To respond to the message, please log on to GitHub and use the
URL above to go to the specific comment.

To unsubscribe, e-mail: commits-unsubscribe@pinot.apache.org.apache.org

For queries about this service, please contact Infrastructure at:
users@infra.apache.org


---------------------------------------------------------------------
To unsubscribe, e-mail: commits-unsubscribe@pinot.apache.org
For additional commands, e-mail: commits-help@pinot.apache.org


Re: [I] commons-configuration2 performance issue during segment metadata load [pinot]

Posted by "itschrispeck (via GitHub)" <gi...@apache.org>.
itschrispeck commented on issue #12433:
URL: https://github.com/apache/pinot/issues/12433#issuecomment-1953523983

   Hi @abhioncbr, this is an interesting bottleneck. So I understand - by skipping the unescaping step this will prevent column names from containing either `:` or `=`, right? 
   
   I was hoping Pinot would eventually support these characters in column names officially as most other DBs do (I had started some [PR](https://github.com/apache/pinot/pull/12018), but didn't get around to refactoring based on feedback). 
   
   Unfortunately, we're running an internal patch and supporting hundreds of tables with these special columns already. It sounds like to support these names in the future/to avoid breaking our internal branch we'd have to make this reader pluggable and support a version that does allow for escaping keys?


-- 
This is an automated message from the Apache Git Service.
To respond to the message, please log on to GitHub and use the
URL above to go to the specific comment.

To unsubscribe, e-mail: commits-unsubscribe@pinot.apache.org

For queries about this service, please contact Infrastructure at:
users@infra.apache.org


---------------------------------------------------------------------
To unsubscribe, e-mail: commits-unsubscribe@pinot.apache.org
For additional commands, e-mail: commits-help@pinot.apache.org


Re: [I] commons-configuration2 performance issue during segment metadata load [pinot]

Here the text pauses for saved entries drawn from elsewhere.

//! User DTOs exchanged with the user-management backend.
//!
//! # Design
//! These types mirror the backend's JSON schema (camelCase keys) but are
//! defined independently from the mock-server crate; integration tests catch
//! any schema drift between the two. Optional input fields are omitted from
//! the serialized body when `None`, so "no password change" means "no
//! `password` key", never an empty string.

use std::collections::BTreeMap;

use chrono::{DateTime, Utc};
use serde::{Deserialize, Serialize};

/// Payload for creating a user, or for editing one through the shared form.
///
/// `password` is required by the backend on creation and must be left out
/// entirely when an edit does not change it.
#[derive(Debug, Clone, Default, Serialize, Deserialize, PartialEq, Eq)]
#[serde(rename_all = "camelCase")]
pub struct UserCreateInput {
    pub username: String,
    pub email: String,
    #[serde(default, skip_serializing_if = "Option::is_none")]
    pub password: Option<String>,
    #[serde(default, skip_serializing_if = "Option::is_none")]
    pub first_name: Option<String>,
    #[serde(default, skip_serializing_if = "Option::is_none")]
    pub last_name: Option<String>,
    #[serde(default, skip_serializing_if = "Option::is_none")]
    pub phone_number: Option<String>,
}

/// Payload for updating a user's profile. Carries no password.
#[derive(Debug, Clone, Default, Serialize, Deserialize, PartialEq, Eq)]
#[serde(rename_all = "camelCase")]
pub struct UserUpdateInput {
    pub username: String,
    pub email: String,
    #[serde(default, skip_serializing_if = "Option::is_none")]
    pub first_name: Option<String>,
    #[serde(default, skip_serializing_if = "Option::is_none")]
    pub last_name: Option<String>,
    #[serde(default, skip_serializing_if = "Option::is_none")]
    pub phone_number: Option<String>,
}

impl From<UserCreateInput> for UserUpdateInput {
    fn from(input: UserCreateInput) -> Self {
        Self {
            username: input.username,
            email: input.email,
            first_name: input.first_name,
            last_name: input.last_name,
            phone_number: input.phone_number,
        }
    }
}

/// A user as reported by the server.
///
/// `id`, `created_at` and `updated_at` are assigned by the server and are
/// never produced client-side. There is deliberately no password field.
#[derive(Debug, Clone, Serialize, Deserialize, PartialEq, Eq)]
#[serde(rename_all = "camelCase")]
pub struct UserRecord {
    pub id: String,
    pub username: String,
    pub email: String,
    #[serde(default, skip_serializing_if = "Option::is_none")]
    pub first_name: Option<String>,
    #[serde(default, skip_serializing_if = "Option::is_none")]
    pub last_name: Option<String>,
    #[serde(default, skip_serializing_if = "Option::is_none")]
    pub phone_number: Option<String>,
    pub active: bool,
    pub created_at: DateTime<Utc>,
    pub updated_at: DateTime<Utc>,
    #[serde(default, skip_serializing_if = "Option::is_none")]
    pub roles: Option<Vec<String>>,
}

/// Error envelope returned by the backend on non-2xx responses.
///
/// Every field is optional: proxies and older servers return partial bodies
/// (or none at all), and decoding must never fail because of that.
#[derive(Debug, Clone, Default, Serialize, Deserialize, PartialEq, Eq)]
#[serde(rename_all = "camelCase")]
pub struct ErrorBody {
    #[serde(default)]
    pub timestamp: Option<String>,
    #[serde(default)]
    pub status: Option<u16>,
    #[serde(default)]
    pub error: Option<String>,
    #[serde(default)]
    pub message: Option<String>,
    #[serde(default)]
    pub path: Option<String>,
    #[serde(default)]
    pub validation_errors: Option<BTreeMap<String, String>>,
}
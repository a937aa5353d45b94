//! List-users controller: Loading -> {Loaded | Failed}.
//!
//! # Design
//! State starts in Loading because the hosting page calls `load()` as soon
//! as it activates. A failed load discards whatever was loaded before.
//!
//! Each `load()` takes a generation ticket. `deactivate()` and any newer
//! `load()` advance the generation, and a response that arrives holding an
//! outdated ticket is dropped. This keeps a page that has gone away, or a
//! superseded reload, from overwriting fresher state. Requests themselves are
//! never cancelled.

use std::sync::atomic::{AtomicU64, Ordering};
use std::sync::Arc;

use tokio::sync::watch;
use tracing::debug;

use crate::client::UserApi;
use crate::types::UserRecord;

#[derive(Debug, Clone, PartialEq, Eq)]
pub struct ListUsersState {
    pub users: Vec<UserRecord>,
    pub is_loading: bool,
    pub error: Option<String>,
}

impl Default for ListUsersState {
    fn default() -> Self {
        Self {
            users: Vec::new(),
            is_loading: true,
            error: None,
        }
    }
}

pub struct ListUsersController<A: ?Sized> {
    api: Arc<A>,
    state: watch::Sender<ListUsersState>,
    generation: AtomicU64,
}

impl<A: UserApi + ?Sized> ListUsersController<A> {
    pub fn new(api: Arc<A>) -> Self {
        let (state, _) = watch::channel(ListUsersState::default());
        Self {
            api,
            state,
            generation: AtomicU64::new(0),
        }
    }

    pub fn state(&self) -> ListUsersState {
        self.state.borrow().clone()
    }

    pub fn subscribe(&self) -> watch::Receiver<ListUsersState> {
        self.state.subscribe()
    }

    /// Fetch every user and replace the collection wholesale.
    pub async fn load(&self) {
        let ticket = self.generation.fetch_add(1, Ordering::SeqCst) + 1;
        self.state.send_modify(|state| {
            state.is_loading = true;
            state.error = None;
        });

        let result = self.api.list_users().await;

        if self.generation.load(Ordering::SeqCst) != ticket {
            debug!(ticket, "discarding stale user list response");
            return;
        }

        match result {
            Ok(users) => {
                debug!(count = users.len(), "user list loaded");
                self.state.send_modify(|state| {
                    state.users = users;
                    state.is_loading = false;
                });
            }
            Err(err) => {
                self.state.send_modify(|state| {
                    state.users = Vec::new();
                    state.error = Some(err.message);
                    state.is_loading = false;
                });
            }
        }
    }

    /// Re-enter Loading from either terminal state.
    pub async fn reload(&self) {
        self.load().await
    }

    /// Ignore any response still in flight. Called when the page goes away.
    pub fn deactivate(&self) {
        self.generation.fetch_add(1, Ordering::SeqCst);
    }
}

impl<A: ?Sized> std::fmt::Debug for ListUsersController<A> {
    fn fmt(&self, f: &mut std::fmt::Formatter<'_>) -> std::fmt::Result {
        f.debug_struct("ListUsersController")
            .field("state", &*self.state.borrow())
            .field("generation", &self.generation.load(Ordering::SeqCst))
            .finish_non_exhaustive()
    }
}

Posted by "abhioncbr (via GitHub)" <gi...@apache.org>.
abhioncbr commented on issue #12433:
URL: https://github.com/apache/pinot/issues/12433#issuecomment-1947688248

   I am planning to work on this. Thanks


-- 
This is an automated message from the Apache Git Service.
To respond to the message, please log on to GitHub and use the
URL above to go to the specific comment.

To unsubscribe, e-mail: commits-unsubscribe@pinot.apache.org

For queries about this service, please contact Infrastructure at:
users@infra.apache.org


---------------------------------------------------------------------
To unsubscribe, e-mail: commits-unsubscribe@pinot.apache.org
For additional commands, e-mail: commits-help@pinot.apache.org


Re: [I] commons-configuration2 performance issue during segment metadata load [pinot]

Posted by "itschrispeck (via GitHub)" <gi...@apache.org>.
itschrispeck commented on issue #12433:
URL: https://github.com/apache/pinot/issues/12433#issuecomment-1954962034

   Got it, thanks!


-- 
This is an automated message from the Apache Git Service.
To respond to the message, please log on to GitHub and use the
URL above to go to the specific comment.

To unsubscribe, e-mail: commits-unsubscribe@pinot.apache.org

For queries about this service, please contact Infrastructure at:
users@infra.apache.org


---------------------------------------------------------------------
To unsubscribe, e-mail: commits-unsubscribe@pinot.apache.org
For additional commands, e-mail: commits-help@pinot.apache.org


Re: [I] commons-configuration2 performance issue during segment metadata load [pinot]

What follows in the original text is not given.